Someone injured in West Virginia due to the fault of another driver has three options. The first is filing a claim with their insurance company, which then files a claim against the other driver’s insurer. The second option is filing a claim directly with the responsible driver’s insurance company, and the third is filing a personal injury lawsuit against the driver in court.
In West Virginia, the statute of limitations for filing a personal injury or property damage lawsuit after a motor vehicle accident is two years from the date of the accident. After that deadline, a lawsuit cannot go forward in court. If a person dies as a result of their car accident injuries, the personal representative of the estate may file a wrongful death lawsuit within two years of the death date, not the date of the accident.
West Virginia Auto Insurance Information
Under West Virginia law, motorists must carry a minimum of $25,000 per person and $50,000 per accident in Bodily Injury Liability (BIL) insurance, as well as at least $25,000 in Property Damage Liability (PDL) coverage. BIL helps pay for medical and accident-related expenses for the other driver, cyclist or pedestrian when the insured is at fault, while PDL pays for repairs or replacement of the other driver’s vehicle. Neither BIL nor PDL pays for any accident-related expenses of the insured.

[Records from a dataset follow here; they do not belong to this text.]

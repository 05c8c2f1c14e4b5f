//! Facade callables.

use facade_core::{
    Args, ArgumentTranslator, CallError, Class, ForwardingPlan, Instance, LegacyNames, Method,
    MethodSignature, Value,
};
use std::sync::Arc;

/// A free-standing callable that forwards to a method of a scope's active
/// instance.
///
/// The facade declares the same parameters as the method, so callers observe
/// the method's calling convention. Methods carrying legacy names get a
/// `(*args, **kw)` facade instead and have their keywords rewritten before the
/// call is forwarded.
#[derive(Debug, Clone)]
pub struct Facade {
    class_name: String,
    name: String,
    signature: Arc<MethodSignature>,
    legacy_names: LegacyNames,
    plan: ForwardingPlan,
    doc: Option<String>,
}

impl Facade {
    /// Build the facade for member `name` of `class`.
    pub fn new(class: &Class, name: &str, method: &Method) -> Self {
        let signature = Arc::clone(method.signature());
        let plan = if method.legacy_names().is_empty() {
            ForwardingPlan::build(Arc::clone(&signature))
        } else {
            ForwardingPlan::passthrough()
        };
        Self {
            class_name: class.name().to_owned(),
            name: name.to_owned(),
            signature,
            legacy_names: method.legacy_names().clone(),
            plan,
            doc: method.doc().map(str::to_owned),
        }
    }

    /// The exposed name.
    pub fn name(&self) -> &str {
        &self.name
    }

    /// Name of the class the facade was built from.
    pub fn class_name(&self) -> &str {
        &self.class_name
    }

    /// The underlying method's signature.
    pub fn signature(&self) -> &MethodSignature {
        &self.signature
    }

    /// The forwarding plan.
    pub fn plan(&self) -> &ForwardingPlan {
        &self.plan
    }

    /// Documentation copied from the method.
    pub fn doc(&self) -> Option<&str> {
        self.doc.as_deref()
    }

    /// Forward a call to `active`.
    ///
    /// Arguments are prepared (bound or translated) before the active instance
    /// is checked, so malformed calls report the argument problem first.
    pub fn call(&self, active: Option<&Instance>, args: Args) -> Result<Value, CallError> {
        let mut args = self.plan.prepare(args)?;
        if !self.legacy_names.is_empty() {
            args = ArgumentTranslator::new(&self.signature, &self.legacy_names).translate(args)?;
        }

        let Some(instance) = active else {
            return Err(CallError::ProxyNotEstablished {
                class: self.class_name.clone(),
                member: self.name.clone(),
            });
        };
        instance.call_method(&self.name, args)
    }
}
//! The `#[class]` attribute macro.

use proc_macro::TokenStream;
use proc_macro2::TokenStream as TokenStream2;
use quote::quote;
use syn::{
    Attribute, Expr, ExprLit, FnArg, Ident, ImplItem, ImplItemFn, ItemImpl, Lit, LitStr, Meta,
    Pat, Token, Type,
    ext::IdentExt,
    parse::{Parse, ParseStream},
    parse_macro_input,
};

/// Arguments for the `#[class]` macro.
struct ClassArgs {
    name: Option<String>,
}

impl Parse for ClassArgs {
    fn parse(input: ParseStream) -> syn::Result<Self> {
        let mut name = None;

        while !input.is_empty() {
            let ident: Ident = input.parse()?;
            input.parse::<Token![=]>()?;

            match ident.to_string().as_str() {
                "name" => {
                    let lit: LitStr = input.parse()?;
                    name = Some(lit.value());
                }
                other => {
                    return Err(syn::Error::new(
                        ident.span(),
                        format!("unknown attribute: {}", other),
                    ));
                }
            }

            if input.peek(Token![,]) {
                input.parse::<Token![,]>()?;
            }
        }

        Ok(ClassArgs { name })
    }
}

/// `old = "new"` pairs from `#[legacy_names(...)]`.
struct LegacyNamesArgs {
    rules: Vec<(String, String)>,
}

impl Parse for LegacyNamesArgs {
    fn parse(input: ParseStream) -> syn::Result<Self> {
        let mut rules = Vec::new();

        while !input.is_empty() {
            let old = Ident::parse_any(input)?;
            input.parse::<Token![=]>()?;
            let new: LitStr = input.parse()?;
            rules.push((old.unraw().to_string(), new.value()));

            if input.peek(Token![,]) {
                input.parse::<Token![,]>()?;
            }
        }

        Ok(LegacyNamesArgs { rules })
    }
}

/// How a Rust parameter maps onto the dynamic signature.
enum ParamKind {
    Required,
    Default(Option<Expr>),
    VarArgs,
    VarKw,
}

impl Parse for ParamKind {
    fn parse(input: ParseStream) -> syn::Result<Self> {
        let ident: Ident = input.parse()?;
        let kind = match ident.to_string().as_str() {
            "default" => {
                if input.peek(Token![=]) {
                    input.parse::<Token![=]>()?;
                    ParamKind::Default(Some(input.parse()?))
                } else {
                    ParamKind::Default(None)
                }
            }
            "varargs" => ParamKind::VarArgs,
            "varkw" => ParamKind::VarKw,
            other => {
                return Err(syn::Error::new(
                    ident.span(),
                    format!("unknown attribute: {}", other),
                ));
            }
        };
        if !input.is_empty() {
            return Err(input.error("expected a single `default`, `varargs` or `varkw`"));
        }
        Ok(kind)
    }
}

struct CapturedParam {
    ident: Ident,
    ty: Type,
    kind: ParamKind,
}

struct CapturedMethod {
    ident: Ident,
    params: Vec<CapturedParam>,
    legacy_names: Vec<(String, String)>,
    doc: Option<String>,
}

/// Implementation of the `#[class]` macro.
pub fn class_impl(attr: TokenStream, item: TokenStream) -> TokenStream {
    let args = parse_macro_input!(attr as ClassArgs);
    let mut input = parse_macro_input!(item as ItemImpl);

    match expand(args, &mut input) {
        Ok(generated) => TokenStream::from(quote! {
            #input
            #generated
        }),
        Err(err) => err.to_compile_error().into(),
    }
}

fn expand(args: ClassArgs, input: &mut ItemImpl) -> syn::Result<TokenStream2> {
    if let Some((_, path, _)) = &input.trait_ {
        return Err(syn::Error::new_spanned(
            path,
            "#[class] must be placed on an inherent impl block",
        ));
    }

    let self_ty = (*input.self_ty).clone();
    let class_name = match args.name {
        Some(name) => name,
        None => type_name(&self_ty)?,
    };

    let mut methods = Vec::new();
    for item in &mut input.items {
        if let ImplItem::Fn(method) = item {
            if let Some(captured) = capture_method(method)? {
                methods.push(captured);
            }
        }
    }

    let registrations = methods.iter().map(|method| method.registration(&self_ty));
    let (impl_generics, _, where_clause) = input.generics.split_for_impl();

    Ok(quote! {
        impl #impl_generics ::facade::ProxyClass for #self_ty #where_clause {
            fn class_builder() -> ::core::result::Result<::facade::ClassBuilder, ::facade::ClassError> {
                let __builder = ::facade::Class::builder(#class_name);
                #(let __builder = #registrations;)*
                ::core::result::Result::Ok(__builder)
            }
        }
    })
}

fn type_name(ty: &Type) -> syn::Result<String> {
    match ty {
        Type::Path(path) => path
            .path
            .segments
            .last()
            .map(|segment| segment.ident.unraw().to_string())
            .ok_or_else(|| syn::Error::new_spanned(ty, "expected a type path")),
        _ => Err(syn::Error::new_spanned(
            ty,
            "cannot derive a class name for this type; use #[class(name = \"...\")]",
        )),
    }
}

/// Capture a `&self` method, stripping the helper attributes it carries.
///
/// Associated functions without a receiver are not exposed.
fn capture_method(method: &mut ImplItemFn) -> syn::Result<Option<CapturedMethod>> {
    let Some(receiver) = method.sig.receiver() else {
        return Ok(None);
    };
    if receiver.reference.is_none() || receiver.mutability.is_some() {
        return Err(syn::Error::new_spanned(
            receiver,
            "exposed methods must take `&self`",
        ));
    }
    if let Some(asyncness) = &method.sig.asyncness {
        return Err(syn::Error::new_spanned(
            asyncness,
            "exposed methods cannot be async",
        ));
    }
    if !method.sig.generics.params.is_empty() {
        return Err(syn::Error::new_spanned(
            &method.sig.generics,
            "exposed methods cannot be generic",
        ));
    }

    let legacy_names = take_legacy_names(&mut method.attrs)?;
    let doc = collect_doc(&method.attrs);

    let mut params = Vec::new();
    let mut seen_varargs = false;
    let mut seen_varkw = false;
    for input in method.sig.inputs.iter_mut() {
        let FnArg::Typed(pat_type) = input else {
            continue;
        };

        let ident = match &*pat_type.pat {
            Pat::Ident(pat) => pat.ident.clone(),
            other => {
                return Err(syn::Error::new_spanned(
                    other,
                    "exposed method parameters must be plain identifiers",
                ));
            }
        };
        if let Type::Reference(reference) = &*pat_type.ty {
            return Err(syn::Error::new_spanned(
                reference,
                "exposed method parameters must be owned types",
            ));
        }

        let kind = take_param_kind(&mut pat_type.attrs)?;
        match kind {
            ParamKind::VarArgs if seen_varargs => {
                return Err(syn::Error::new_spanned(&ident, "duplicate `varargs` parameter"));
            }
            ParamKind::VarKw if seen_varkw => {
                return Err(syn::Error::new_spanned(&ident, "duplicate `varkw` parameter"));
            }
            ParamKind::VarArgs => seen_varargs = true,
            ParamKind::VarKw => seen_varkw = true,
            _ => {}
        }

        params.push(CapturedParam {
            ident,
            ty: (*pat_type.ty).clone(),
            kind,
        });
    }

    Ok(Some(CapturedMethod {
        ident: method.sig.ident.clone(),
        params,
        legacy_names,
        doc,
    }))
}

fn take_legacy_names(attrs: &mut Vec<Attribute>) -> syn::Result<Vec<(String, String)>> {
    let mut rules = Vec::new();
    let mut result = Ok(());
    attrs.retain(|attr| {
        if !attr.path().is_ident("legacy_names") {
            return true;
        }
        match attr.parse_args::<LegacyNamesArgs>() {
            Ok(args) => rules.extend(args.rules),
            Err(err) => result = Err(err),
        }
        false
    });
    result.map(|()| rules)
}

fn take_param_kind(attrs: &mut Vec<Attribute>) -> syn::Result<ParamKind> {
    let mut kind = ParamKind::Required;
    let mut result = Ok(());
    attrs.retain(|attr| {
        if !attr.path().is_ident("arg") {
            return true;
        }
        match attr.parse_args::<ParamKind>() {
            Ok(parsed) if matches!(kind, ParamKind::Required) => kind = parsed,
            Ok(_) => {
                result = Err(syn::Error::new_spanned(
                    attr,
                    "a parameter takes at most one #[arg(...)]",
                ))
            }
            Err(err) => result = Err(err),
        }
        false
    });
    result.map(|()| kind)
}

fn collect_doc(attrs: &[Attribute]) -> Option<String> {
    let lines: Vec<String> = attrs
        .iter()
        .filter(|attr| attr.path().is_ident("doc"))
        .filter_map(|attr| match &attr.meta {
            Meta::NameValue(nv) => match &nv.value {
                Expr::Lit(ExprLit {
                    lit: Lit::Str(s), ..
                }) => Some(s.value()),
                _ => None,
            },
            _ => None,
        })
        .map(|line| line.strip_prefix(' ').unwrap_or(&line).to_owned())
        .collect();

    let doc = lines.join("\n").trim().to_owned();
    if doc.is_empty() { None } else { Some(doc) }
}

impl CapturedMethod {
    fn registration(&self, self_ty: &Type) -> TokenStream2 {
        let ident = &self.ident;
        let name = ident.unraw().to_string();

        let signature_calls = self.params.iter().map(|param| {
            let pname = param.ident.unraw().to_string();
            match &param.kind {
                ParamKind::Required => quote! { .param(#pname) },
                ParamKind::Default(None) => quote! { .param_default(#pname, ::facade::Value::None) },
                ParamKind::Default(Some(expr)) => quote! { .param_default(#pname, #expr) },
                ParamKind::VarArgs => quote! { .varargs(#pname) },
                ParamKind::VarKw => quote! { .varkw(#pname) },
            }
        });

        let extractions = self.params.iter().map(|param| {
            let local = &param.ident;
            let ty = &param.ty;
            let pname = local.unraw().to_string();
            match &param.kind {
                ParamKind::Required | ParamKind::Default(_) => quote! {
                    let #local: #ty = __bound.extract::<#ty>(#pname)?;
                },
                ParamKind::VarArgs => quote! {
                    let #local: #ty = <#ty as ::facade::FromValue>::from_value(
                        ::facade::Value::List(__bound.varargs().to_vec()),
                    )?;
                },
                ParamKind::VarKw => quote! {
                    let #local: #ty = <#ty as ::facade::FromValue>::from_value(
                        ::facade::Value::Map(__bound.varkw().clone()),
                    )?;
                },
            }
        });
        let locals = self.params.iter().map(|param| &param.ident);

        let legacy = if self.legacy_names.is_empty() {
            quote! {}
        } else {
            let rules = self
                .legacy_names
                .iter()
                .map(|(old, new)| quote! { .rule(#old, #new) });
            quote! { .with_legacy_names(::facade::LegacyNames::new() #(#rules)*) }
        };
        let doc = self.doc.as_ref().map(|doc| quote! { .with_doc(#doc) });

        quote! {
            __builder.method(#name, {
                let __signature = ::facade::MethodSignature::builder(#name)
                    #(#signature_calls)*
                    .build()?;
                ::facade::Method::from_body(
                    __signature,
                    |__instance: &::facade::Instance, __bound: &::facade::BoundArguments|
                        -> ::core::result::Result<::facade::Value, ::facade::BoxError>
                    {
                        let __this = __instance.require_payload::<#self_ty>()?;
                        #(#extractions)*
                        ::facade::IntoReturn::into_return(__this.#ident(#(#locals),*))
                    },
                )
                #legacy
                #doc
            })
        }
    }
}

Keep in mind that these are minimum requirements, and many drivers should purchase additional coverage to protect their personal assets in case of a serious crash.
West Virginia also requires drivers to carry the same BIL and PDL minimums in uninsured motorist coverage, although it does not require underinsured motorist insurance.

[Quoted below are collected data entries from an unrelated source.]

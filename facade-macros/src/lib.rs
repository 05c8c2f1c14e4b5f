//! Procedural macros for facade.
//!
//! - `#[class]` - Expose the `&self` methods of an `impl` block as a dynamic class

use proc_macro::TokenStream;

mod class;

/// Implement `ProxyClass` for the type of an `impl` block.
///
/// Every method taking `&self` becomes a class method with the same name and
/// parameter list. Associated functions without a receiver are left alone.
///
/// # Attribute arguments
///
/// - `name = "..."`: class name (defaults to the type name)
///
/// # Method attributes
///
/// - `#[legacy_names(old = "new", ...)]`: accept old keyword names
///
/// # Parameter attributes
///
/// - `#[arg(default)]`: defaults to `None`
/// - `#[arg(default = expr)]`: defaults to `expr` (anything `Into<Value>`)
/// - `#[arg(varargs)]`: collect surplus positional arguments
/// - `#[arg(varkw)]`: collect surplus keyword arguments
///
/// # Example
///
/// ```rust,ignore
/// struct Operations;
///
/// #[facade::class]
/// impl Operations {
///     /// Issue an "add column" instruction.
///     fn add_column(&self, table_name: String, column: String, #[arg(default)] schema: Option<String>) -> String {
///         format!("{table_name}.{column}")
///     }
/// }
/// ```
#[proc_macro_attribute]
pub fn class(attr: TokenStream, item: TokenStream) -> TokenStream {
    class::class_impl(attr, item)
}
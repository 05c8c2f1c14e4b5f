//! Type-hierarchy dispatch.
//!
//! Maps `(class, qualifier)` pairs to handlers and resolves a handler for any
//! [`Typed`](facade_core::Typed) value through its ancestor chain.

pub mod table;

pub use table::{DEFAULT_QUALIFIER, DispatchTable, DynHandler};
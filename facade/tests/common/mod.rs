#![allow(dead_code)]

use facade::{BoundArguments, Class, Instance, Method, MethodSignature, Value};
use lazy_static::lazy_static;
use std::sync::Arc;

// ============================================================================
// Method bodies
// ============================================================================

/// Render every bound argument, in signature order, as `name=value`.
pub fn describe(name: &str, bound: &BoundArguments) -> String {
    let mut parts: Vec<String> = bound
        .params()
        .map(|(param, value)| format!("{param}={value}"))
        .collect();
    if !bound.varargs().is_empty() {
        parts.push(format!("*{}", Value::List(bound.varargs().to_vec())));
    }
    if !bound.varkw().is_empty() {
        parts.push(format!("**{}", Value::Map(bound.varkw().clone())));
    }
    format!("{name}({})", parts.join(", "))
}

/// A method whose body reports exactly what it was called with.
pub fn echo_method(signature: MethodSignature) -> Method {
    let name = signature.name().to_owned();
    Method::new(signature, move |_: &Instance, bound: &BoundArguments| {
        describe(&name, bound)
    })
}

fn add_column() -> Method {
    echo_method(
        MethodSignature::builder("add_column")
            .param("table_name")
            .param("column")
            .param_default("schema", Value::None)
            .build()
            .unwrap(),
    )
    .with_doc("Issue an \"add column\" instruction.")
}

fn execute() -> Method {
    echo_method(
        MethodSignature::builder("execute")
            .param("sql")
            .param_default("execution_options", Value::None)
            .varargs("multiparams")
            .varkw("params")
            .build()
            .unwrap(),
    )
}

fn create_index() -> Method {
    echo_method(
        MethodSignature::builder("create_index")
            .param("index_name")
            .param("table_name")
            .param("columns")
            .param_default("unique", false)
            .varkw("kw")
            .build()
            .unwrap(),
    )
}

fn batch_alter_table() -> Method {
    echo_method(
        MethodSignature::builder("batch_alter_table")
            .param("table_name")
            .param_default("recreate", "auto")
            .build()
            .unwrap(),
    )
}

fn get_bind() -> Method {
    echo_method(MethodSignature::builder("_get_bind").build().unwrap())
}

/// Build a fresh operations class. Tests that add members use their own copy.
pub fn operations_class() -> Arc<Class> {
    Class::builder("Operations")
        .attribute("dialect", "sqlite")
        .attribute("_migration_context", Value::None)
        .method("add_column", add_column())
        .method("execute", execute())
        .method("create_index", create_index())
        .method("_get_bind", get_bind())
        .build()
        .unwrap()
}

// ============================================================================
// Shared class hierarchies
// ============================================================================

lazy_static! {
    pub static ref OPERATIONS: Arc<Class> = operations_class();
    pub static ref BATCH_OPERATIONS: Arc<Class> = Class::builder("BatchOperations")
        .base(&OPERATIONS)
        .method("batch_alter_table", batch_alter_table())
        .build()
        .unwrap();

    pub static ref BASE: Arc<Class> = Class::builder("Base").build().unwrap();
    pub static ref DERIVED: Arc<Class> = Class::builder("Derived").base(&BASE).build().unwrap();
    pub static ref UNRELATED: Arc<Class> = Class::builder("Unrelated").build().unwrap();
}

While the state does not require collision and comprehensive coverage, lenders will almost certainly mandate such insurance for leased and financed vehicles.

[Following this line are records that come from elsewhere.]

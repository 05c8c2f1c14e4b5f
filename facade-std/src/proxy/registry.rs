//! Proxy registry: exposes the members of an active instance through scopes.
//!
//! The registry keeps one [`ClassRegistration`] per class: the names of the
//! plain attributes it exposes and the scopes it was installed into.
//! Registration is not a snapshot. When a class gains a member after it was
//! registered, [`ProxyRegistry::notify_member_added`] re-propagates that
//! member into every scope already holding the class.

use super::{
    facade::Facade,
    scope::{Scope, ScopeId},
};
use facade_core::{
    Args, Class, ClassId, FacadeError, Instance, Member, RegistryError, Value,
};
use std::{
    borrow::Cow,
    collections::{BTreeSet, HashMap},
    sync::{
        Arc,
        atomic::{AtomicU64, Ordering},
    },
};

/// Global counter tagging scope handles with the registry that issued them.
static NEXT_REGISTRY_ID: AtomicU64 = AtomicU64::new(1);

/// Registry-wide options.
#[derive(Debug, Clone)]
pub struct ProxyOptions {
    hidden_prefix: Cow<'static, str>,
}

impl Default for ProxyOptions {
    fn default() -> Self {
        Self::new()
    }
}

impl ProxyOptions {
    /// Default options: members starting with `_` are internal.
    pub fn new() -> Self {
        Self {
            hidden_prefix: Cow::Borrowed("_"),
        }
    }

    /// Set the prefix marking internal members. An empty prefix exposes all.
    pub fn with_hidden_prefix(mut self, prefix: impl Into<Cow<'static, str>>) -> Self {
        self.hidden_prefix = prefix.into();
        self
    }

    /// The prefix marking internal members.
    pub fn hidden_prefix(&self) -> &str {
        &self.hidden_prefix
    }

    /// Whether `name` is exposed through scopes.
    pub fn is_public(&self, name: &str) -> bool {
        self.hidden_prefix.is_empty() || !name.starts_with(self.hidden_prefix.as_ref())
    }
}

/// Per-class registration record.
#[derive(Debug)]
pub struct ClassRegistration {
    class: Arc<Class>,
    exposed: BTreeSet<String>,
    scopes: Vec<ScopeId>,
}

impl ClassRegistration {
    fn new(class: Arc<Class>) -> Self {
        Self {
            class,
            exposed: BTreeSet::new(),
            scopes: Vec::new(),
        }
    }

    /// The registered class.
    pub fn class(&self) -> &Arc<Class> {
        &self.class
    }

    /// Names of the plain attributes bound on attach.
    pub fn exposed_names(&self) -> &BTreeSet<String> {
        &self.exposed
    }

    /// Scopes the class was installed into, in registration order.
    pub fn scopes(&self) -> &[ScopeId] {
        &self.scopes
    }
}

/// Owns scopes and class registrations.
///
/// All mutation goes through `&mut self`; there is no internal locking.
///
/// # Example
///
/// ```rust,ignore
/// let mut registry = ProxyRegistry::new();
/// let op = registry.create_scope("op");
/// registry.register_class(&operations, op)?;
///
/// registry.attach_instance(&Arc::new(Instance::new(operations.clone())));
/// registry.call(op, "add_column", Args::new().arg("account").arg("x"))?;
/// ```
#[derive(Debug)]
pub struct ProxyRegistry {
    id: u64,
    options: ProxyOptions,
    scopes: Vec<Scope>,
    registrations: HashMap<ClassId, ClassRegistration>,
}

impl Default for ProxyRegistry {
    fn default() -> Self {
        Self::with_options(ProxyOptions::default())
    }
}

impl ProxyRegistry {
    /// Create a registry with default options.
    pub fn new() -> Self {
        Self::default()
    }

    /// Create a registry with the given options.
    pub fn with_options(options: ProxyOptions) -> Self {
        Self {
            id: NEXT_REGISTRY_ID.fetch_add(1, Ordering::Relaxed),
            options,
            scopes: Vec::new(),
            registrations: HashMap::new(),
        }
    }

    /// The registry's options.
    pub fn options(&self) -> &ProxyOptions {
        &self.options
    }

    /// Create a new, empty scope.
    pub fn create_scope(&mut self, name: impl Into<String>) -> ScopeId {
        let id = ScopeId {
            registry: self.id,
            index: self.scopes.len(),
        };
        self.scopes.push(Scope::new(id, name.into()));
        id
    }

    /// Look up a scope.
    pub fn scope(&self, id: ScopeId) -> Option<&Scope> {
        self.slot(id).ok().and_then(|index| self.scopes.get(index))
    }

    /// The registration record of `class`, if it was registered.
    pub fn registration(&self, class: &Class) -> Option<&ClassRegistration> {
        self.registrations.get(&class.id())
    }

    /// Install every public member of `class` into `scope`.
    ///
    /// Methods get a facade; plain attributes are recorded as exposed names
    /// and bound when an instance is attached. Registering the same class into
    /// the same scope again is idempotent.
    pub fn register_class(&mut self, class: &Arc<Class>, scope: ScopeId) -> Result<(), RegistryError> {
        let index = self.slot(scope)?;
        let target = &mut self.scopes[index];
        let registration = self
            .registrations
            .entry(class.id())
            .or_insert_with(|| ClassRegistration::new(Arc::clone(class)));

        for name in class.member_names() {
            if self.options.is_public(&name) {
                propagate(class, &name, &mut registration.exposed, target);
            }
        }
        if !registration.scopes.contains(&scope) {
            registration.scopes.push(scope);
        }

        #[cfg(feature = "tracing")]
        tracing::debug!(
            class = %class.name(),
            scope = %target.name(),
            facades = target.facades().count(),
            exposed = registration.exposed.len(),
            "Registered class into scope"
        );

        Ok(())
    }

    /// Re-propagate member `name` of `class` into every scope that already
    /// exposes the class or one of its subclasses.
    ///
    /// Subclasses that shadow `name` keep their own member.
    pub fn notify_member_added(&mut self, class: &Class, name: &str) {
        if !self.options.is_public(name) {
            return;
        }
        for registration in self.registrations.values_mut() {
            if !registration.class.is_subclass_of(class) {
                continue;
            }
            for id in &registration.scopes {
                if let Some(scope) = self.scopes.get_mut(id.index) {
                    propagate(&registration.class, name, &mut registration.exposed, scope);
                }
            }

            #[cfg(feature = "tracing")]
            tracing::debug!(
                class = %registration.class.name(),
                member = %name,
                scopes = registration.scopes.len(),
                "Propagated new member"
            );
        }
    }

    /// Set a member on `class` and propagate it in one step.
    pub fn add_member(&mut self, class: &Class, name: &str, member: impl Into<Member>) {
        class.set_member(name, member);
        self.notify_member_added(class, name);
    }

    /// Make `instance` the active instance of every scope its class is
    /// registered in.
    ///
    /// Every public member of the class is re-installed into those scopes:
    /// methods get their facade back and attributes are bound to the
    /// instance's value, replacing whatever another class left under the same
    /// name. Any previously active instance is replaced. Classes without a
    /// registration are ignored; registrations are per exact class.
    pub fn attach_instance(&mut self, instance: &Arc<Instance>) {
        let Some(registration) = self.registrations.get_mut(&instance.class().id()) else {
            #[cfg(feature = "tracing")]
            tracing::trace!(class = %instance.class().name(), "Attach skipped: class not registered");
            return;
        };

        let class = Arc::clone(&registration.class);
        let options = &self.options;
        let names: Vec<String> = class
            .member_names()
            .into_iter()
            .filter(|name| options.is_public(name))
            .collect();

        for id in &registration.scopes {
            let Some(scope) = self.scopes.get_mut(id.index) else {
                continue;
            };
            scope.set_active(Some(Arc::clone(instance)));
            for name in &names {
                propagate(&class, name, &mut registration.exposed, scope);
            }

            #[cfg(feature = "tracing")]
            tracing::debug!(class = %class.name(), scope = %scope.name(), "Attached instance");
        }
    }

    /// Clear the active instance and every exposed binding from all scopes the
    /// instance's class is registered in.
    pub fn detach_instance(&mut self, instance: &Instance) {
        let Some(registration) = self.registrations.get(&instance.class().id()) else {
            return;
        };

        for id in &registration.scopes {
            let Some(scope) = self.scopes.get_mut(id.index) else {
                continue;
            };
            scope.set_active(None);
            for name in &registration.exposed {
                scope.unbind(name);
            }

            #[cfg(feature = "tracing")]
            tracing::debug!(class = %instance.class().name(), scope = %scope.name(), "Detached instance");
        }
    }

    /// Call the facade `name` installed in `scope`.
    pub fn call(&self, scope: ScopeId, name: &str, args: Args) -> Result<Value, FacadeError> {
        let index = self.slot(scope)?;
        Ok(self.scopes[index].call(name, args)?)
    }

    /// Validate that `id` was issued by this registry.
    fn slot(&self, id: ScopeId) -> Result<usize, RegistryError> {
        if id.registry == self.id && id.index < self.scopes.len() {
            Ok(id.index)
        } else {
            Err(RegistryError::UnknownScope(id.index))
        }
    }
}

/// Install the current binding for `name` into one scope.
///
/// A member that changed kind replaces its previous binding. Attributes are
/// bound immediately when the scope's active instance is of `class`.
fn propagate(class: &Class, name: &str, exposed: &mut BTreeSet<String>, scope: &mut Scope) {
    match class.lookup(name) {
        Some(Member::Method(method)) => {
            exposed.remove(name);
            scope.install_facade(Facade::new(class, name, &method));
        }
        Some(Member::Attribute(_)) => {
            exposed.insert(name.to_owned());
            scope.remove_facade(name);
            let value = scope
                .active()
                .filter(|active| active.class().id() == class.id())
                .and_then(|active| active.attribute(name));
            if let Some(value) = value {
                scope.bind(name, value);
            }
        }
        None => {}
    }
}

Penalties for those found driving without insurance in West Virginia include a 30-day driver’s license suspension for a first offense and a 90-day suspension for subsequent offenses. Vehicle registration is suspended until proof of insurance is received by the West Virginia Department of Motor Vehicles (DMV) There is a $100 reinstatement fee and other possible fees paid to the DMV. Driving without insurance is a misdemeanor in the state, and carries with it fines ranging from $200 to $5,000 and jail time ranging from 15 days to one year as a fine alternative.
SR-22 Insurance in West Virginia
Only a few states do not require the filing of an SR‑22 form, also known as a certificate of financial responsibility when a driver is convicted of a DUI or other serious offense and is eligible for license restoration. West Virginia is one of these states, so no SR-22 filing with the state’s Department of Motor Vehicles by the driver’s insurance company is necessary. However, anyone convicted of a serious driving offense should expect their West Virginia auto insurance premiums to rise significantly.
West Virginia Driver Statistics
Approximately 1.8 million people call The Mountain State home, and about 1.1 million of them have drivers’ licenses. While West Virginia is a major coal-mining state, it contains many other strong and emerging industries. These include aerospace, automobile manufacturing, biotech, and chemicals.
West Virginia was once western Virginia, but it separated from the Commonwealth of Virginia during the Civil War because the majority of residents were Union supporters. Top tourist sites include Harpers Ferry National Historical Park, where John Brown’s raid on the federal arsenal took place in 1859, perhaps triggering Civil War; the Appalachian Trail, with a visitor’s center located in Harpers Ferry; Blackwater Falls State Park, the elegant Greenbrier resort, designated a National Historic Landmark, and the Seneca Caverns. Recreational opportunities abound, from hiking to skiing and whitewater rafting.
West Virginia Auto Insurance & Accident Facts
In 2017, 303 people died on West Virginia roadways in a total of 280 fatal crashes. Nineteen percent of these deaths occurred to motorcyclists, pedestrians or bicyclists. Sixty-one percent of fatal accidents happened in single-vehicle crashes, and 39 percent in multi-vehicle collisions. Twenty-eight percent of the drivers killed had blood alcohol levels at or above 0.08 percent, the legal limit for driving under the influence. Fatal crashes occurring in rural areas outnumbered such accidents in urban areas by nearly 2 to 1, but the state is very rural. Unfortunately, West Virginia traffic fatality rates are generally among the highest in the nation.